■ PROBLEM TO WORK ON: Report every line of the listing below in which the string "impl" appears.

--- PROVIDED RECORDS ---

// Copyright (c) 2026 100monkeys.ai
// SPDX-License-Identifier: AGPL-3.0
//! # PostgreSQL License Repository
//!
//! `LicenseRepository` backed by the `licenses` and `license_audit` tables.
//! Every transition runs in one transaction: a version-predicated `UPDATE`
//! followed by the audit `INSERT`. Zero updated rows means another writer got
//! there first and is reported as `RepositoryError::Conflict`.

use async_trait::async_trait;
use chrono::{DateTime, NaiveDate, Utc};
use sqlx::postgres::{PgPool, PgRow};
use sqlx::{Postgres, Row, Transaction};

use crate::domain::agent::AgentId;
use crate::domain::license::{
    AuditEntry, AuditEntryId, License, LicenseId, LicenseState, LicenseStatus, LicenseType,
};
use crate::domain::license_rules::Transition;
use crate::domain::repository::{ExpiryBatchOutcome, LicenseRepository, RepositoryError};

const LICENSE_COLUMNS: &str = r#"
    id, agent_id, line, license_number, is_primary, issue_date, authority_date,
    status, license_type, renewal_date, renewal_count, exam_passed, exam_date,
    certificate_number, version, deleted, created_at, updated_at
"#;

pub struct PostgresLicenseRepository {
    pool: PgPool,
}

impl PostgresLicenseRepository {
    pub fn new(pool: PgPool) -> Self {
        Self { pool }
    }
}

pub(crate) fn license_from_row(row: &PgRow) -> Result<License, RepositoryError> {
    let status_str: String = row.get("status");
    let status = LicenseStatus::parse(&status_str)
        .ok_or_else(|| RepositoryError::Serialization(format!("Unknown license status: {}", status_str)))?;
    let type_str: String = row.get("license_type");
    let license_type = LicenseType::parse(&type_str)
        .ok_or_else(|| RepositoryError::Serialization(format!("Unknown license type: {}", type_str)))?;
    let renewal_count: i32 = row.get("renewal_count");
    let version: i64 = row.get("version");

    Ok(License {
        id: LicenseId(row.get("id")),
        agent_id: AgentId(row.get("agent_id")),
        line: row.get("line"),
        license_number: row.get("license_number"),
        is_primary: row.get("is_primary"),
        issue_date: row.get("issue_date"),
        authority_date: row.get("authority_date"),
        state: LicenseState {
            status,
            license_type,
            renewal_date: row.get("renewal_date"),
            renewal_count: u32::try_from(renewal_count).unwrap_or_default(),
            exam_passed: row.get("exam_passed"),
            exam_date: row.get::<Option<NaiveDate>, _>("exam_date"),
            certificate_number: row.get("certificate_number"),
        },
        version: u64::try_from(version).unwrap_or_default(),
        deleted: row.get("deleted"),
        created_at: row.get("created_at"),
        updated_at: row.get("updated_at"),
    })
}

async fn apply_in_tx(
    tx: &mut Transaction<'_, Postgres>,
    transition: &Transition,
    actor: &str,
    at: DateTime<Utc>,
) -> Result<License, RepositoryError> {
    let state = &transition.new_state;
    let row = sqlx::query(&format!(
        r#"
        UPDATE licenses SET
            status = $3, license_type = $4, renewal_date = $5, renewal_count = $6,
            exam_passed = $7, exam_date = $8, certificate_number = $9,
            version = version + 1, updated_at = $10
        WHERE id = $1 AND version = $2 AND NOT deleted
        RETURNING {LICENSE_COLUMNS}
        "#
    ))
    .bind(transition.license_id.0)
    .bind(transition.expected_version as i64)
    .bind(state.status.as_str())
    .bind(state.license_type.as_str())
    .bind(state.renewal_date)
    .bind(state.renewal_count as i32)
    .bind(state.exam_passed)
    .bind(state.exam_date)
    .bind(&state.certificate_number)
    .bind(at)
    .fetch_optional(&mut **tx)
    .await?;

    let license = match row {
        Some(row) => license_from_row(&row)?,
        None => {
            return Err(RepositoryError::Conflict(format!(
                "License {} is missing or no longer at version {}",
                transition.license_id, transition.expected_version
            )))
        }
    };

    sqlx::query(
        r#"
        INSERT INTO license_audit (id, license_id, action, old_state, new_state, actor, reason, recorded_at)
        VALUES ($1, $2, $3, $4, $5, $6, $7, $8)
        "#,
    )
    .bind(AuditEntryId::new().0)
    .bind(transition.license_id.0)
    .bind(&transition.action)
    .bind(serde_json::to_value(&transition.old_state)?)
    .bind(serde_json::to_value(&transition.new_state)?)
    .bind(actor)
    .bind(&transition.reason)
    .bind(at)
    .execute(&mut **tx)
    .await?;

    Ok(license)
}

#[async_trait]
impl LicenseRepository for PostgresLicenseRepository {
    async fn insert(&self, license: &License) -> Result<(), RepositoryError> {
        let state = &license.state;
        sqlx::query(
            r#"
            INSERT INTO licenses (
                id, agent_id, line, license_number, is_primary, issue_date, authority_date,
                status, license_type, renewal_date, renewal_count, exam_passed, exam_date,
                certificate_number, version, deleted, created_at, updated_at
            )
            VALUES ($1, $2, $3, $4, $5, $6, $7, $8, $9, $10, $11, $12, $13, $14, $15, $16, $17, $18)
            "#,
        )
        .bind(license.id.0)
        .bind(license.agent_id.0)
        .bind(&license.line)
        .bind(&license.license_number)
        .bind(license.is_primary)
        .bind(license.issue_date)
        .bind(license.authority_date)
        .bind(state.status.as_str())
        .bind(state.license_type.as_str())
        .bind(state.renewal_date)
        .bind(state.renewal_count as i32)
        .bind(state.exam_passed)
        .bind(state.exam_date)
        .bind(&state.certificate_number)
        .bind(license.version as i64)
        .bind(license.deleted)
        .bind(license.created_at)
        .bind(license.updated_at)
        .execute(&self.pool)
        .await?;

        Ok(())
    }

    async fn get(&self, id: LicenseId) -> Result<Option<License>, RepositoryError> {
        let row = sqlx::query(&format!(
            "SELECT {LICENSE_COLUMNS} FROM licenses WHERE id = $1 AND NOT deleted"
        ))
        .bind(id.0)
        .fetch_optional(&self.pool)
        .await?;

        row.as_ref().map(license_from_row).transpose()
    }

    async fn find_by_agent(&self, agent_id: AgentId) -> Result<Vec<License>, RepositoryError> {
        let rows = sqlx::query(&format!(
            "SELECT {LICENSE_COLUMNS} FROM licenses WHERE agent_id = $1 AND NOT deleted ORDER BY issue_date, license_number"
        ))
        .bind(agent_id.0)
        .fetch_all(&self.pool)
        .await?;

        rows.iter().map(license_from_row).collect()
    }

    async fn find_by_status(&self, status: LicenseStatus) -> Result<Vec<License>, RepositoryError> {
        let rows = sqlx::query(&format!(
            "SELECT {LICENSE_COLUMNS} FROM licenses WHERE status = $1 AND NOT deleted ORDER BY renewal_date, id"
        ))
        .bind(status.as_str())
        .fetch_all(&self.pool)
        .await?;

        rows.iter().map(license_from_row).collect()
    }

    async fn apply_transition(
        &self,
        transition: &Transition,
        actor: &str,
        at: DateTime<Utc>,
    ) -> Result<License, RepositoryError> {
        let mut tx = self.pool.begin().await?;
        let license = apply_in_tx(&mut tx, transition, actor, at).await?;
        tx.commit().await?;
        Ok(license)
    }

    async fn expire_batch(
        &self,
        transitions: &[Transition],
        actor: &str,
        at: DateTime<Utc>,
    ) -> Result<ExpiryBatchOutcome, RepositoryError> {
        let mut tx = self.pool.begin().await?;
        let mut outcome = ExpiryBatchOutcome::default();

        for transition in transitions {
            // Any error drops `tx`, which rolls the whole chunk back
            let license = apply_in_tx(&mut tx, transition, actor, at).await?;
            outcome.expired.push(license);
        }

        let mut agent_ids: Vec<uuid::Uuid> = outcome.expired.iter().map(|l| l.agent_id.0).collect();
        agent_ids.sort();
        agent_ids.dedup();

        let rows = sqlx::query(
            r#"
            UPDATE agents a SET status = 'INACTIVE', version = a.version + 1, updated_at = $2
            WHERE a.id = ANY($1) AND a.status = 'ACTIVE'
              AND NOT EXISTS (
                  SELECT 1 FROM licenses l
                  WHERE l.agent_id = a.id AND NOT l.deleted AND l.status IN ('ACTIVE', 'RENEWED')
              )
            RETURNING a.id
            "#,
        )
        .bind(&agent_ids)
        .bind(at)
        .fetch_all(&mut *tx)
        .await?;

        outcome.deactivated_agents = rows.iter().map(|r| AgentId(r.get("id"))).collect();
        tx.commit().await?;
        Ok(outcome)
    }

    async fn audit_trail(&self, id: LicenseId) -> Result<Vec<AuditEntry>, RepositoryError> {
        let rows = sqlx::query(
            r#"
            SELECT id, license_id, action, old_state, new_state, actor, reason, recorded_at
            FROM license_audit
            WHERE license_id = $1
            ORDER BY recorded_at
            "#,
        )
        .bind(id.0)
        .fetch_all(&self.pool)
        .await?;

        rows.iter()
            .map(|row| {
                Ok(AuditEntry {
                    id: AuditEntryId(row.get("id")),
                    license_id: LicenseId(row.get("license_id")),
                    action: row.get("action"),
                    old_state: serde_json::from_value(row.get("old_state"))?,
                    new_state: serde_json::from_value(row.get("new_state"))?,
                    actor: row.get("actor"),
                    reason: row.get("reason"),
                    recorded_at: row.get("recorded_at"),
                })
            })
            .collect()
    }
}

---

■ RESULT FOR THIS TASK:
impl PostgresLicenseRepository {
impl LicenseRepository for PostgresLicenseRepository {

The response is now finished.